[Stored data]
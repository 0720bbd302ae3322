//! Engine tuning: shape weights, difficulty blends and review thresholds

use std::path::Path;

use serde::{Deserialize, Serialize};

use crate::engine::Difficulty;
use crate::error::ConfigError;
use crate::eval::ShapeWeights;

/// Largest accepted shape weight or jitter.
///
/// Four axes of `five` plus the center bonus, scaled by a percentage, must
/// stay inside `i32`.
pub const MAX_WEIGHT: i32 = 1_000_000;

/// Top-level engine configuration, loadable from TOML.
#[derive(Debug, Clone, Default, PartialEq, Serialize, Deserialize)]
#[serde(default)]
pub struct EngineConfig {
    pub weights: ShapeWeights,
    pub ai: AiConfig,
    pub analysis: AnalysisConfig,
}

/// How each difficulty blends attack and defense scores.
#[derive(Debug, Clone, PartialEq, Serialize, Deserialize)]
#[serde(default)]
pub struct AiConfig {
    /// Share of the defense score added to the attack score, in percent
    pub easy_defense_pct: i32,
    pub medium_defense_pct: i32,
    pub hard_defense_pct: i32,
    pub extreme_defense_pct: i32,
    /// Upper bound of the uniform noise added to every Easy candidate
    pub easy_jitter: i32,
    /// Chebyshev distance from existing stones that candidates may lie at
    pub candidate_radius: i32,
}

impl Default for AiConfig {
    fn default() -> Self {
        Self {
            easy_defense_pct: 20,
            medium_defense_pct: 70,
            hard_defense_pct: 90,
            extreme_defense_pct: 100,
            easy_jitter: 400,
            candidate_radius: 2,
        }
    }
}

impl AiConfig {
    #[must_use]
    pub fn defense_pct(&self, difficulty: Difficulty) -> i32 {
        match difficulty {
            Difficulty::Easy => self.easy_defense_pct,
            Difficulty::Medium => self.medium_defense_pct,
            Difficulty::Hard => self.hard_defense_pct,
            Difficulty::Extreme => self.extreme_defense_pct,
        }
    }
}

/// Match analysis thresholds and advantage deltas.
#[derive(Debug, Clone, PartialEq, Serialize, Deserialize)]
#[serde(default)]
pub struct AnalysisConfig {
    /// Moves with index <= this are never called mistakes or blunders
    pub opening_moves: usize,
    /// Combined attack + defense score below which a move is a mistake
    pub mistake_below: i32,
    /// Combined attack + defense score below which a move is a blunder
    pub blunder_below: i32,
    pub attack_delta: i32,
    pub brilliant_delta: i32,
    pub defense_delta: i32,
    pub normal_delta: i32,
    pub mistake_delta: i32,
    pub blunder_delta: i32,
}

impl Default for AnalysisConfig {
    fn default() -> Self {
        Self {
            opening_moves: 4,
            mistake_below: 40,
            blunder_below: 20,
            attack_delta: 10,
            brilliant_delta: 15,
            defense_delta: 5,
            normal_delta: 2,
            mistake_delta: -10,
            blunder_delta: -20,
        }
    }
}

impl EngineConfig {
    /// Load configuration from a TOML file.
    pub fn load(path: &Path) -> Result<Self, ConfigError> {
        let content = std::fs::read_to_string(path).map_err(|e| ConfigError::FileRead {
            path: path.to_path_buf(),
            source: e,
        })?;
        Self::from_toml(&content)
    }

    /// Parse and validate configuration from TOML text.
    pub fn from_toml(content: &str) -> Result<Self, ConfigError> {
        let config: EngineConfig = toml::from_str(content)?;
        config.validate()?;
        Ok(config)
    }

    /// Load configuration from a TOML file, falling back to defaults if the file
    /// does not exist.
    pub fn load_or_default(path: &Path) -> Result<Self, ConfigError> {
        if path.exists() {
            Self::load(path)
        } else {
            log::warn!("config file '{}' not found, using defaults", path.display());
            Ok(Self::default())
        }
    }

    /// Validate configuration values.
    pub fn validate(&self) -> Result<(), ConfigError> {
        let weights = self.weights.descending();
        if weights[0].1 <= weights[1].1 || weights[1].1 <= weights[2].1 {
            return Err(ConfigError::Validation(
                "weights.five > weights.open_four > weights.four is required".into(),
            ));
        }
        for pair in weights.windows(2) {
            if pair[0].1 < pair[1].1 {
                return Err(ConfigError::Validation(format!(
                    "weights.{} must be >= weights.{}",
                    pair[0].0, pair[1].0
                )));
            }
        }
        if self.weights.five > MAX_WEIGHT {
            return Err(ConfigError::Validation(format!(
                "weights.five must be <= {MAX_WEIGHT}"
            )));
        }
        if self.weights.dead < 0 {
            return Err(ConfigError::Validation("weights.dead must be >= 0".into()));
        }

        for (name, pct) in [
            ("easy_defense_pct", self.ai.easy_defense_pct),
            ("medium_defense_pct", self.ai.medium_defense_pct),
            ("hard_defense_pct", self.ai.hard_defense_pct),
            ("extreme_defense_pct", self.ai.extreme_defense_pct),
        ] {
            if !(0..=100).contains(&pct) {
                return Err(ConfigError::Validation(format!(
                    "ai.{name} must be in [0, 100]"
                )));
            }
        }
        if !(0..=MAX_WEIGHT).contains(&self.ai.easy_jitter) {
            return Err(ConfigError::Validation(format!(
                "ai.easy_jitter must be in [0, {MAX_WEIGHT}]"
            )));
        }
        if self.ai.candidate_radius < 1 {
            return Err(ConfigError::Validation(
                "ai.candidate_radius must be >= 1".into(),
            ));
        }

        if self.analysis.blunder_below > self.analysis.mistake_below {
            return Err(ConfigError::Validation(
                "analysis.blunder_below must be <= analysis.mistake_below".into(),
            ));
        }
        if self.analysis.blunder_delta > self.analysis.mistake_delta
            || self.analysis.mistake_delta > 0
        {
            return Err(ConfigError::Validation(
                "analysis.blunder_delta <= analysis.mistake_delta <= 0 is required".into(),
            ));
        }
        Ok(())
    }
}

#[cfg(test)]
mod tests {
    use super::*;

    #[test]
    fn test_default_is_valid() {
        EngineConfig::default().validate().unwrap();
    }

    #[test]
    fn test_partial_toml_keeps_defaults() {
        let config = EngineConfig::from_toml(
            r#"
            [ai]
            medium_defense_pct = 60

            [analysis]
            opening_moves = 6
            "#,
        )
        .unwrap();
        assert_eq!(config.ai.medium_defense_pct, 60);
        assert_eq!(config.ai.hard_defense_pct, 90);
        assert_eq!(config.analysis.opening_moves, 6);
        assert_eq!(config.weights, ShapeWeights::default());
    }

    #[test]
    fn test_rejects_unordered_weights() {
        let err = EngineConfig::from_toml(
            r#"
            [weights]
            three = 5000
            "#,
        )
        .unwrap_err();
        assert!(matches!(err, ConfigError::Validation(_)));
        assert!(err.to_string().contains("weights.open_three must be >= weights.three"));
    }

    #[test]
    fn test_rejects_oversized_weights() {
        let err = EngineConfig::from_toml(
            r#"
            [weights]
            five = 30000000
            open_four = 3000000
            four = 300000
            open_three = 300000
            three = 30000
            open_two = 30000
            two = 3000
            "#,
        )
        .unwrap_err();
        assert!(err.to_string().contains("weights.five must be <= 1000000"));

        let mut config = EngineConfig::default();
        config.ai.easy_jitter = MAX_WEIGHT + 1;
        assert!(config.validate().is_err());
    }

    #[test]
    fn test_rejects_out_of_range_pct() {
        let mut config = EngineConfig::default();
        config.ai.hard_defense_pct = 150;
        assert!(config.validate().is_err());
    }

    #[test]
    fn test_rejects_bad_toml() {
        let err = EngineConfig::from_toml("[ai\nbroken").unwrap_err();
        assert!(matches!(err, ConfigError::TomlParse(_)));
    }

    #[test]
    fn test_defense_pct_per_difficulty() {
        let ai = AiConfig::default();
        assert_eq!(ai.defense_pct(Difficulty::Easy), 20);
        assert_eq!(ai.defense_pct(Difficulty::Extreme), 100);
    }

    #[test]
    fn test_load_or_default_missing_file() {
        let config =
            EngineConfig::load_or_default(Path::new("/nonexistent/gomoku.toml")).unwrap();
        assert_eq!(config, EngineConfig::default());
    }
}
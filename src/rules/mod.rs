//! Game rules for freestyle Gomoku
//!
//! Five or more in a row wins; there are no captures or forbidden moves.

pub mod win;

// Re-exports for convenient access
pub use win::{check_win, check_winner, find_five_positions, has_five_at_pos, DIRECTIONS};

TASK: Looking at the data above, write out exactly the lines that start at the one containing "impl Default for AiConfig" and end at the one containing "#[must_use]"; include both and nothing beyond.

RESULT BELOW:
impl Default for AiConfig {
    fn default() -> Self {
        Self {
            easy_defense_pct: 20,
            medium_defense_pct: 70,
            hard_defense_pct: 90,
            extreme_defense_pct: 100,
            easy_jitter: 400,
            candidate_radius: 2,
        }
    }
}

impl AiConfig {
    #[must_use]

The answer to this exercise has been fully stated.